Dan aku makin nyengir. Aku juga sempat shock saat lusa lalu, ketika pulang dari mengajar TPA melihat dari kejauhan Surya yang biasanya rajin mengajakku untuk ikut taklim tiba-tiba menjemput seorang cewek yang tak lain adalah teman seangkatan kami. Memastikan apa yang kulihat, aku mengirim sebuah sms pada Surya dengan maksud menyindir;
“ Assalamu’alaikum, Surya, sepertinya tadi aku melihatmu membawa beban berat di boncengan motormu. Ada apa ya? MENCURIGAKAN!”
Berharap mendapat jawaban penyangkalan, karena aku tidak yakin seratus persen bahwa yang kulihat itu Surya, aku berpikir mungkin minus di mataku bertambah sehingga salah lihat. Namun, yang kudapat justru jawaban sms yang tidak disangka-sangka dari Surya;
“ Tia, emang knapa??”
Yups, double shock!!
Beberapa minggu lalu memang Surya mulai menunjukkan gerak gerik mencurigakan, mulai dari memasang foto-fotonya di facebook dengan bertelanjang dada dan kelihatan pusarnya dengan berpose memamerkan otot-ototnya, berjudulkan ‘Gue banget!’.
Aku mendapat laporan itu dari Ardi yang juga tak kalah herannya. Aku mencoba mengeceknya langsung, mungkin ekspresiku tidak seperti Ardi yang keheranan, aku justru setengah ngakak, lihat tingkah temanku itu, kok bisa-bisanya ni anak!?
“ Ngapain kamu masang foto-foto nggak jelas kayak gitu di facebook?”, tanyaku di kala itu. Dan jawaban Surya singkat “ Hehe …”.
Akhir-akhir ini Surya juga jadi agak jarang mengajakku taklim, kehadirannya pun tidak serajin dulu. Tapi kucoba berpikir ‘positif’, halah paling sedang futur!

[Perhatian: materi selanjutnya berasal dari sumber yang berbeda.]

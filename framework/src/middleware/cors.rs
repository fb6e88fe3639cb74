//! CORS policy middleware
//!
//! Allow-list policy with explicit rejection:
//! - no `Origin` header: the default (first configured) origin is granted
//! - allowed origin: that exact origin is echoed back with `Vary: Origin`
//! - any other origin: 403 `{"message": "Not allowed by CORS"}`, nothing
//!   downstream runs
//!
//! Preflight `OPTIONS` requests that pass the policy are answered here with
//! 204 and an empty body.
//!
//! `Access-Control-Allow-Credentials` is only sent for origins listed by
//! name, never for one admitted through the `*` entry.

use super::{Middleware, Next};
use crate::config::CorsConfig;
use crate::error::FrameworkError;
use crate::http::{HttpResponse, Request, Response};
use async_trait::async_trait;

pub const ALLOWED_METHODS: &str = "GET,POST,PUT,DELETE,PATCH,OPTIONS";
pub const ALLOWED_HEADERS: &str = "Content-Type,Authorization";

const WILDCARD: &str = "*";

/// Outcome of evaluating a request origin
#[derive(Debug, Clone, PartialEq, Eq)]
pub enum CorsDecision {
    /// Grant access to this origin
    Allow(String),
    /// Origin is not on the allow-list
    Reject(String),
}

/// Allow-list of request origins
#[derive(Debug, Clone)]
pub struct CorsPolicy {
    allowed_origins: Vec<String>,
}

impl CorsPolicy {
    pub fn new(config: &CorsConfig) -> Self {
        Self {
            allowed_origins: config.allowed_origins.clone(),
        }
    }

    pub fn evaluate(&self, origin: Option<&str>) -> CorsDecision {
        let Some(origin) = origin else {
            return CorsDecision::Allow(self.default_origin().to_string());
        };
        let normalized = origin.trim_end_matches('/');
        let allowed = self
            .allowed_origins
            .iter()
            .any(|candidate| candidate == WILDCARD || candidate == normalized);
        if allowed {
            CorsDecision::Allow(origin.to_string())
        } else {
            CorsDecision::Reject(origin.to_string())
        }
    }

    fn default_origin(&self) -> &str {
        self.allowed_origins
            .iter()
            .find(|origin| origin.as_str() != WILDCARD)
            .map(String::as_str)
            .unwrap_or(WILDCARD)
    }

    /// Attach the grant headers for `origin`
    pub fn apply(&self, response: HttpResponse, origin: &str) -> HttpResponse {
        let response = response
            .set_header("Access-Control-Allow-Origin", origin)
            .set_header("Access-Control-Allow-Methods", ALLOWED_METHODS)
            .set_header("Access-Control-Allow-Headers", ALLOWED_HEADERS)
            .set_header("Vary", "Origin");
        if self.is_listed(origin) {
            response.set_header("Access-Control-Allow-Credentials", "true")
        } else {
            response
        }
    }

    fn is_listed(&self, origin: &str) -> bool {
        let normalized = origin.trim_end_matches('/');
        self.allowed_origins
            .iter()
            .any(|candidate| candidate != WILDCARD && candidate == normalized)
    }
}

/// First stage of the pipeline
pub struct CorsMiddleware {
    policy: CorsPolicy,
}

impl CorsMiddleware {
    pub fn new(policy: CorsPolicy) -> Self {
        Self { policy }
    }
}

#[async_trait]
impl Middleware for CorsMiddleware {
    async fn handle(&self, request: Request, next: Next) -> Response {
        let granted = match self.policy.evaluate(request.origin()) {
            CorsDecision::Allow(origin) => origin,
            CorsDecision::Reject(origin) => {
                tracing::warn!(origin = %origin, path = request.path(), "origin rejected by CORS policy");
                return Err(FrameworkError::cors_rejected(origin).into());
            }
        };

        if request.method() == http::Method::OPTIONS {
            return Ok(self.policy.apply(HttpResponse::no_content(), &granted));
        }

        match next(request).await {
            Ok(response) => Ok(self.policy.apply(response, &granted)),
            Err(response) => Err(self.policy.apply(response, &granted)),
        }
    }
}

#[cfg(test)]
mod tests {
    use super::*;
    use crate::middleware::next_fn;
    use crate::testing;
    use std::sync::atomic::{AtomicUsize, Ordering};
    use std::sync::Arc;

    fn policy() -> CorsPolicy {
        CorsPolicy::new(
            &CorsConfig::parse("https://shop.test,https://admin.shop.test").unwrap(),
        )
    }

    fn counting_next(hits: Arc<AtomicUsize>) -> Next {
        next_fn(move |_request: Request| {
            let hits = hits.clone();
            async move {
                hits.fetch_add(1, Ordering::SeqCst);
                Ok(HttpResponse::text("downstream"))
            }
        })
    }

    #[test]
    fn evaluates_allow_list() {
        let policy = policy();
        assert_eq!(
            policy.evaluate(None),
            CorsDecision::Allow("https://shop.test".to_string())
        );
        assert_eq!(
            policy.evaluate(Some("https://admin.shop.test")),
            CorsDecision::Allow("https://admin.shop.test".to_string())
        );
        assert_eq!(
            policy.evaluate(Some("https://evil.test")),
            CorsDecision::Reject("https://evil.test".to_string())
        );
    }

    #[test]
    fn wildcard_echoes_any_origin() {
        let policy = CorsPolicy::new(&CorsConfig::parse("*").unwrap());
        assert_eq!(
            policy.evaluate(Some("https://anything.test")),
            CorsDecision::Allow("https://anything.test".to_string())
        );
    }

    #[test]
    fn wildcard_grants_never_allow_credentials() {
        let policy = CorsPolicy::new(&CorsConfig::parse("https://shop.test,*").unwrap());

        let listed = policy.apply(HttpResponse::text("ok"), "https://shop.test");
        assert_eq!(
            listed.header_value("Access-Control-Allow-Credentials"),
            Some("true")
        );

        let via_wildcard = policy.apply(HttpResponse::text("ok"), "https://anything.test");
        assert_eq!(
            via_wildcard.header_value("Access-Control-Allow-Origin"),
            Some("https://anything.test")
        );
        assert_eq!(via_wildcard.header_value("Access-Control-Allow-Credentials"), None);

        let only_wildcard = CorsPolicy::new(&CorsConfig::parse("*").unwrap());
        let default_grant = only_wildcard.apply(HttpResponse::text("ok"), "*");
        assert_eq!(default_grant.header_value("Access-Control-Allow-Credentials"), None);
    }

    #[tokio::test]
    async fn missing_origin_gets_default_grant() {
        let hits = Arc::new(AtomicUsize::new(0));
        let middleware = CorsMiddleware::new(policy());

        let response = middleware
            .handle(
                testing::request("GET", "/api/products", &[], ""),
                counting_next(hits.clone()),
            )
            .await
            .unwrap();

        assert_eq!(hits.load(Ordering::SeqCst), 1);
        assert_eq!(
            response.header_value("Access-Control-Allow-Origin"),
            Some("https://shop.test")
        );
        assert_eq!(
            response.header_value("Access-Control-Allow-Methods"),
            Some(ALLOWED_METHODS)
        );
        assert_eq!(
            response.header_value("Access-Control-Allow-Headers"),
            Some(ALLOWED_HEADERS)
        );
        assert_eq!(
            response.header_value("Access-Control-Allow-Credentials"),
            Some("true")
        );
    }

    #[tokio::test]
    async fn preflight_short_circuits_with_204() {
        let hits = Arc::new(AtomicUsize::new(0));
        let middleware = CorsMiddleware::new(policy());

        let response = middleware
            .handle(
                testing::request(
                    "OPTIONS",
                    "/api/orders",
                    &[("origin", "https://admin.shop.test")],
                    "",
                ),
                counting_next(hits.clone()),
            )
            .await
            .unwrap();

        assert_eq!(hits.load(Ordering::SeqCst), 0);
        assert_eq!(response.status_code(), 204);
        assert!(response.body().is_empty());
        assert_eq!(
            response.header_value("Access-Control-Allow-Origin"),
            Some("https://admin.shop.test")
        );
    }

    #[tokio::test]
    async fn foreign_origin_is_rejected_before_downstream() {
        let hits = Arc::new(AtomicUsize::new(0));
        let middleware = CorsMiddleware::new(policy());

        let response = middleware
            .handle(
                testing::request("GET", "/api/users", &[("origin", "https://evil.test")], ""),
                counting_next(hits.clone()),
            )
            .await
            .unwrap_err();

        assert_eq!(hits.load(Ordering::SeqCst), 0);
        assert_eq!(response.status_code(), 403);
        assert_eq!(response.header_value("Access-Control-Allow-Origin"), None);
        assert_eq!(
            response.json_body(),
            Some(serde_json::json!({ "message": "Not allowed by CORS" }))
        );
    }

    #[tokio::test]
    async fn error_responses_still_carry_headers() {
        let middleware = CorsMiddleware::new(policy());
        let failing = next_fn(|_request: Request| async {
            Err(HttpResponse::from(FrameworkError::NotFound))
        });

        let response = middleware
            .handle(testing::request("GET", "/nope", &[], ""), failing)
            .await
            .unwrap_err();

        assert_eq!(response.status_code(), 404);
        assert_eq!(
            response.header_value("Access-Control-Allow-Origin"),
            Some("https://shop.test")
        );
    }
}
mod group;
mod router;

pub use group::GroupRouter;
pub use router::{BoxedHandler, Router};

Namun, satu hal ini yang tidak bisa ditoleransi oleh keherananku dan terlalu mencurigakan adalah kedekatannya yang kurang lazim dengan seorang cewek yang kian hari kian dekat. Dan semua kecurigaan itu kini terjawab, dengan dideklarasikannya sebuah janji; Jadian. Kemarin spontan Surya mengganti status di FBnya menjadi “ In a relationship with Tia Nandita”, dan memasang gambar aneh di profilnya, kartun cewek dan cowok bergandengan tangan yang ‘Nggak Surya banget!!’. Ditambah dengan ucapan-ucapan selamat dari teman-teman, plus doa semoga langgeng… Sementara di sisi lain, cowok mantan pacar Tia memasang gambar profil kartun pengantin dengan tulisan di bawahnya GAME OVER. Ironis!

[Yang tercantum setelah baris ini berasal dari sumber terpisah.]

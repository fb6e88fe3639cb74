//! Body collection and parsing for HTTP requests

use crate::error::FrameworkError;
use bytes::Bytes;
use http_body_util::{BodyExt, LengthLimitError, Limited};
use hyper::body::Incoming;
use serde::de::DeserializeOwned;

/// Collect the full body from an Incoming stream, up to `limit` bytes
pub async fn collect_body(body: Incoming, limit: usize) -> Result<Bytes, FrameworkError> {
    match Limited::new(body, limit).collect().await {
        Ok(collected) => Ok(collected.to_bytes()),
        Err(e) if e.downcast_ref::<LengthLimitError>().is_some() => {
            Err(FrameworkError::PayloadTooLarge { limit })
        }
        Err(e) => Err(FrameworkError::malformed_body(format!(
            "failed to read request body: {}",
            e
        ))),
    }
}

/// Whether a Content-Type denotes JSON (`application/json` or `application/*+json`)
pub fn is_json_content_type(content_type: &str) -> bool {
    let essence = content_type
        .split(';')
        .next()
        .unwrap_or("")
        .trim()
        .to_ascii_lowercase();
    essence == "application/json"
        || (essence.starts_with("application/") && essence.ends_with("+json"))
}

/// Parse bytes as JSON into the target type
///
/// Syntax errors are a malformed body (400); well-formed JSON of the wrong
/// shape is a validation failure (422).
pub fn parse_json<T: DeserializeOwned>(bytes: &Bytes) -> Result<T, FrameworkError> {
    serde_json::from_slice(bytes).map_err(|e| {
        if e.is_syntax() || e.is_eof() {
            FrameworkError::malformed_body(e.to_string())
        } else {
            FrameworkError::validation("body", e.to_string())
        }
    })
}

/// Parse a urlencoded query string into the target type
pub fn parse_query<T: DeserializeOwned>(query: &str) -> Result<T, FrameworkError> {
    serde_urlencoded::from_str(query).map_err(|e| FrameworkError::InvalidQuery {
        message: e.to_string(),
    })
}

#[cfg(test)]
mod tests {
    use super::*;
    use serde::Deserialize;

    #[derive(Debug, Deserialize)]
    struct Payload {
        #[allow(dead_code)]
        name: String,
    }

    #[test]
    fn recognises_json_media_types() {
        assert!(is_json_content_type("application/json"));
        assert!(is_json_content_type("Application/JSON; charset=utf-8"));
        assert!(is_json_content_type("application/merge-patch+json"));
        assert!(!is_json_content_type("text/plain"));
        assert!(!is_json_content_type("multipart/form-data; boundary=x"));
    }

    #[test]
    fn syntax_errors_and_shape_errors_differ() {
        let broken = parse_json::<Payload>(&Bytes::from_static(b"{\"name\":"));
        assert_eq!(broken.unwrap_err().status_code(), 400);

        let wrong_shape = parse_json::<Payload>(&Bytes::from_static(b"{\"title\":\"x\"}"));
        assert_eq!(wrong_shape.unwrap_err().status_code(), 422);
    }

    #[derive(Debug, Deserialize, PartialEq)]
    struct Filter {
        category_id: Option<i32>,
        q: Option<String>,
    }

    #[test]
    fn query_strings_are_decoded_and_typed() {
        let filter: Filter = parse_query("category_id=%31&q=garden+tools").unwrap();
        assert_eq!(
            filter,
            Filter {
                category_id: Some(1),
                q: Some("garden tools".to_string()),
            }
        );

        let empty: Filter = parse_query("").unwrap();
        assert_eq!(empty.category_id, None);

        let bad = parse_query::<Filter>("category_id=abc").unwrap_err();
        assert_eq!(bad.status_code(), 400);
    }
}
pub mod password;
pub mod place_order;
pub mod seed_admin;
pub mod token;
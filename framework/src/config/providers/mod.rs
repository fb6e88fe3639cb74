mod app;
mod auth;
mod cors;
mod server;
mod uploads;

pub use app::AppConfig;
pub use auth::{AuthConfig, MIN_SECRET_LEN};
pub use cors::{CorsConfig, DEFAULT_ALLOWED_ORIGIN};
pub use server::{ServerConfig, ServerConfigBuilder, DEFAULT_PORT};
pub use uploads::UploadsConfig;
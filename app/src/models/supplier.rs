use sea_orm::entity::prelude::*;
use serde::Serialize;

#[derive(Clone, Debug, PartialEq, Eq, DeriveEntityModel, Serialize)]
#[sea_orm(table_name = "suppliers")]
pub struct Model {
    #[sea_orm(primary_key)]
    pub id: i32,
    pub name: String,
    pub email: String,
    pub phone: Option<String>,
    #[sea_orm(column_type = "Text", nullable)]
    pub address: Option<String>,
}

#[derive(Copy, Clone, Debug, EnumIter, DeriveRelation)]
pub enum Relation {}

impl ActiveModelBehavior for ActiveModel {}
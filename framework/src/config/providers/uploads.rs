use crate::config::env::env;
use std::path::PathBuf;

/// Uploaded asset storage
#[derive(Debug, Clone)]
pub struct UploadsConfig {
    /// Directory holding uploaded files
    pub dir: PathBuf,
    /// URL prefix the directory is served under
    pub mount: String,
}

impl UploadsConfig {
    pub fn from_env() -> Self {
        Self {
            dir: PathBuf::from(env("UPLOADS_DIR", "uploads".to_string())),
            mount: "/uploads".to_string(),
        }
    }
}

impl Default for UploadsConfig {
    fn default() -> Self {
        Self::from_env()
    }
}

Hal itulah yang membuat aku dan teman-teman ngajiku yang biasanya selalu berangkat taklim bareng, benar-benar dibuat heran dan tidak mengerti dengan apa yang telah dilakukan Surya.
“Yang aku nggak habis pikir lagi… Si Rifki! Gimana bisa dia itu juga tiba-tiba jadian sama cewek? bukannya dia itu pernah debat sampai hampir berantem sama Benny gara-gara dia keukeh bilang kalau pacaran itu haram ya? Sekarang kok malah dia melakukannya sendiri?”, Hasan kembali menggerutu.
“ Memang fitnah wanita itu benar-benar berbahaya!”
Ziiinnnkkk…. Serasa sebuah golok tiba-tiba menancap di ulu hatiku. Aku tertohok!